» REQUIRED WORK
Transcribe the entries in full, keeping each word as it is.

(Dataset entries)
>>
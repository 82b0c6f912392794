//! Domain types shared across the insiderdb crates.

use chrono::NaiveDate;
use rust_decimal::Decimal;
use serde::{Deserialize, Serialize};

/// Direction of an insider transaction.
///
/// Only two states exist: a filing whose acquired/disposed code cannot be
/// classified is discarded, and a Reddit post matching neither keyword set
/// is rejected. There is deliberately no `Unknown` variant.
#[derive(Debug, Clone, Copy, PartialEq, Eq, Serialize, Deserialize)]
#[serde(rename_all = "lowercase")]
pub enum TransactionType {
    Buy,
    Sell,
}

impl TransactionType {
    #[must_use]
    pub fn as_str(self) -> &'static str {
        match self {
            TransactionType::Buy => "buy",
            TransactionType::Sell => "sell",
        }
    }

    /// Parse a stored string back into a variant. Unknown values map to `None`.
    #[must_use]
    pub fn parse(s: &str) -> Option<Self> {
        match s {
            "buy" => Some(TransactionType::Buy),
            "sell" => Some(TransactionType::Sell),
            _ => None,
        }
    }
}

/// Confidence tier of a record or verification result.
///
/// SEC-direct records are `Verified` at creation; Reddit-sourced records
/// start `Unverified` and may be upgraded later. Callers must branch on all
/// three states — this is a ladder, not a boolean.
#[derive(Debug, Clone, Copy, PartialEq, Eq, Serialize, Deserialize)]
#[serde(rename_all = "lowercase")]
pub enum VerificationStatus {
    Verified,
    Partial,
    Unverified,
}

impl VerificationStatus {
    #[must_use]
    pub fn as_str(self) -> &'static str {
        match self {
            VerificationStatus::Verified => "verified",
            VerificationStatus::Partial => "partial",
            VerificationStatus::Unverified => "unverified",
        }
    }

    #[must_use]
    pub fn parse(s: &str) -> Option<Self> {
        match s {
            "verified" => Some(VerificationStatus::Verified),
            "partial" => Some(VerificationStatus::Partial),
            "unverified" => Some(VerificationStatus::Unverified),
            _ => None,
        }
    }
}

/// Which feed produced a record.
#[derive(Debug, Clone, Copy, PartialEq, Eq, Serialize, Deserialize)]
#[serde(rename_all = "lowercase")]
pub enum SignalSource {
    Sec,
    Reddit,
}

impl SignalSource {
    #[must_use]
    pub fn as_str(self) -> &'static str {
        match self {
            SignalSource::Sec => "sec",
            SignalSource::Reddit => "reddit",
        }
    }
}

/// One normalized insider transaction, the unit of persistence.
///
/// `filing_id` is the SEC accession number for SEC-sourced records and the
/// Reddit post id for Reddit-sourced alerts; it is the dedup key and carries
/// a unique constraint in the store.
#[derive(Debug, Clone, Serialize, Deserialize)]
pub struct InsiderTransaction {
    pub filing_id: String,
    /// Uppercase 1-5 letter symbol.
    pub ticker: String,
    pub company_name: String,
    /// SEC CIK, zero-padded to 10 digits, when known.
    pub cik: Option<String>,
    pub insider_name: String,
    pub insider_title: String,
    pub transaction_type: TransactionType,
    /// Sum of all constituent line-item shares within one filing.
    pub shares: Decimal,
    /// Arithmetic mean across line items that report a price; zero when none do.
    pub price_per_share: Decimal,
    /// `shares * price_per_share`, rounded to the nearest currency unit.
    pub total_value: Decimal,
    /// Economic transaction date; falls back to the filing date when absent.
    pub report_date: NaiveDate,
    pub filing_date: NaiveDate,
    pub source_url: String,
    pub verification_status: VerificationStatus,
    pub source: SignalSource,
}

/// Raw matched substrings extracted from a Reddit insider-alert post.
///
/// Only the ticker and transaction type are mandatory; every other field is
/// best-effort and independently optional. Never `Verified` on its own — the
/// verifier upgrades status after cross-checking EDGAR.
#[derive(Debug, Clone, PartialEq, Eq, Serialize)]
pub struct ParsedAlert {
    pub post_id: String,
    pub ticker: String,
    pub transaction_type: TransactionType,
    /// Raw matched dollar string, e.g. `$1.9M` — kept verbatim because the
    /// suffix form is what gets displayed and verified against.
    pub amount: Option<String>,
    pub shares: Option<i64>,
    pub price_per_share: Option<Decimal>,
    pub trade_date: Option<NaiveDate>,
    pub filing_date: Option<NaiveDate>,
    pub insider_name: Option<String>,
    pub permalink: String,
}

/// A reference to one Form 4 filing in an issuer's history.
#[derive(Debug, Clone, PartialEq, Eq, Serialize)]
pub struct FilingRef {
    pub accession_number: String,
    pub filing_date: String,
    pub report_date: Option<String>,
    pub url: String,
}

/// Result of cross-checking a claimed transaction against EDGAR.
#[derive(Debug, Clone, Serialize)]
pub struct VerificationOutcome {
    pub status: VerificationStatus,
    pub message: String,
    pub company_name: Option<String>,
    pub cik: Option<String>,
    pub matched_filing: Option<FilingRef>,
    pub recent_filings: Vec<FilingRef>,
}

/// Per-run stage counters. A sync run always completes with a summary;
/// partial failure is reported here rather than raised.
#[derive(Debug, Clone, Default, Serialize)]
pub struct RunSummary {
    pub fetched: usize,
    pub parsed: usize,
    pub qualified: usize,
    pub stored: usize,
    pub skipped: usize,
    pub errors: Vec<String>,
}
<<
» RESPONSE AREA
repository 82b0c6f912392794
//! Domain types shared across the insiderdb crates.

use chrono::NaiveDate;
use rust_decimal::Decimal;
use serde::{Deserialize, Serialize};

/// Direction of an insider transaction.
///
/// Only two states exist: a filing whose acquired/disposed code cannot be
/// classified is discarded, and a Reddit post matching neither keyword set
/// is rejected. There is deliberately no `Unknown` variant.
#[derive(Debug, Clone, Copy, PartialEq, Eq, Serialize, Deserialize)]
#[serde(rename_all = "lowercase")]
pub enum TransactionType {
    Buy,
    Sell,
}

impl TransactionType {
    #[must_use]
    pub fn as_str(self) -> &'static str {
        match self {
            TransactionType::Buy => "buy",
            TransactionType::Sell => "sell",
        }
    }

    /// Parse a stored string back into a variant. Unknown values map to `None`.
    #[must_use]
    pub fn parse(s: &str) -> Option<Self> {
        match s {
            "buy" => Some(TransactionType::Buy),
            "sell" => Some(TransactionType::Sell),
            _ => None,
        }
    }
}

/// Confidence tier of a record or verification result.
///
/// SEC-direct records are `Verified` at creation; Reddit-sourced records
/// start `Unverified` and may be upgraded later. Callers must branch on all
/// three states — this is a ladder, not a boolean.
#[derive(Debug, Clone, Copy, PartialEq, Eq, Serialize, Deserialize)]
#[serde(rename_all = "lowercase")]
pub enum VerificationStatus {
    Verified,
    Partial,
    Unverified,
}

impl VerificationStatus {
    #[must_use]
    pub fn as_str(self) -> &'static str {
        match self {
            VerificationStatus::Verified => "verified",
            VerificationStatus::Partial => "partial",
            VerificationStatus::Unverified => "unverified",
        }
    }

    #[must_use]
    pub fn parse(s: &str) -> Option<Self> {
        match s {
            "verified" => Some(VerificationStatus::Verified),
            "partial" => Some(VerificationStatus::Partial),
            "unverified" => Some(VerificationStatus::Unverified),
            _ => None,
        }
    }
}

/// Which feed produced a record.
#[derive(Debug, Clone, Copy, PartialEq, Eq, Serialize, Deserialize)]
#[serde(rename_all = "lowercase")]
pub enum SignalSource {
    Sec,
    Reddit,
}

impl SignalSource {
    #[must_use]
    pub fn as_str(self) -> &'static str {
        match self {
            SignalSource::Sec => "sec",
            SignalSource::Reddit => "reddit",
        }
    }
}

/// One normalized insider transaction, the unit of persistence.
///
/// `filing_id` is the SEC accession number for SEC-sourced records and the
/// Reddit post id for Reddit-sourced alerts; it is the dedup key and carries
/// a unique constraint in the store.
#[derive(Debug, Clone, Serialize, Deserialize)]
pub struct InsiderTransaction {
    pub filing_id: String,
    /// Uppercase 1-5 letter symbol.
    pub ticker: String,
    pub company_name: String,
    /// SEC CIK, zero-padded to 10 digits, when known.
    pub cik: Option<String>,
    pub insider_name: String,
    pub insider_title: String,
    pub transaction_type: TransactionType,
    /// Sum of all constituent line-item shares within one filing.
    pub shares: Decimal,
    /// Arithmetic mean across line items that report a price; zero when none do.
    pub price_per_share: Decimal,
    /// `shares * price_per_share`, rounded to the nearest currency unit.
    pub total_value: Decimal,
    /// Economic transaction date; falls back to the filing date when absent.
    pub report_date: NaiveDate,
    pub filing_date: NaiveDate,
    pub source_url: String,
    pub verification_status: VerificationStatus,
    pub source: SignalSource,
}

/// Raw matched substrings extracted from a Reddit insider-alert post.
///
/// Only the ticker and transaction type are mandatory; every other field is
/// best-effort and independently optional. Never `Verified` on its own — the
/// verifier upgrades status after cross-checking EDGAR.
#[derive(Debug, Clone, PartialEq, Eq, Serialize)]
pub struct ParsedAlert {
    pub post_id: String,
    pub ticker: String,
    pub transaction_type: TransactionType,
    /// Raw matched dollar string, e.g. `$1.9M` — kept verbatim because the
    /// suffix form is what gets displayed and verified against.
    pub amount: Option<String>,
    pub shares: Option<i64>,
    pub price_per_share: Option<Decimal>,
    pub trade_date: Option<NaiveDate>,
    pub filing_date: Option<NaiveDate>,
    pub insider_name: Option<String>,
    pub permalink: String,
}

/// A reference to one Form 4 filing in an issuer's history.
#[derive(Debug, Clone, PartialEq, Eq, Serialize)]
pub struct FilingRef {
    pub accession_number: String,
    pub filing_date: String,
    pub report_date: Option<String>,
    pub url: String,
}

/// Result of cross-checking a claimed transaction against EDGAR.
#[derive(Debug, Clone, Serialize)]
pub struct VerificationOutcome {
    pub status: VerificationStatus,
    pub message: String,
    pub company_name: Option<String>,
    pub cik: Option<String>,
    pub matched_filing: Option<FilingRef>,
    pub recent_filings: Vec<FilingRef>,
}

/// Per-run stage counters. A sync run always completes with a summary;
/// partial failure is reported here rather than raised.
#[derive(Debug, Clone, Default, Serialize)]
pub struct RunSummary {
    pub fetched: usize,
    pub parsed: usize,
    pub qualified: usize,
    pub stored: usize,
    pub skipped: usize,
    pub errors: Vec<String>,
}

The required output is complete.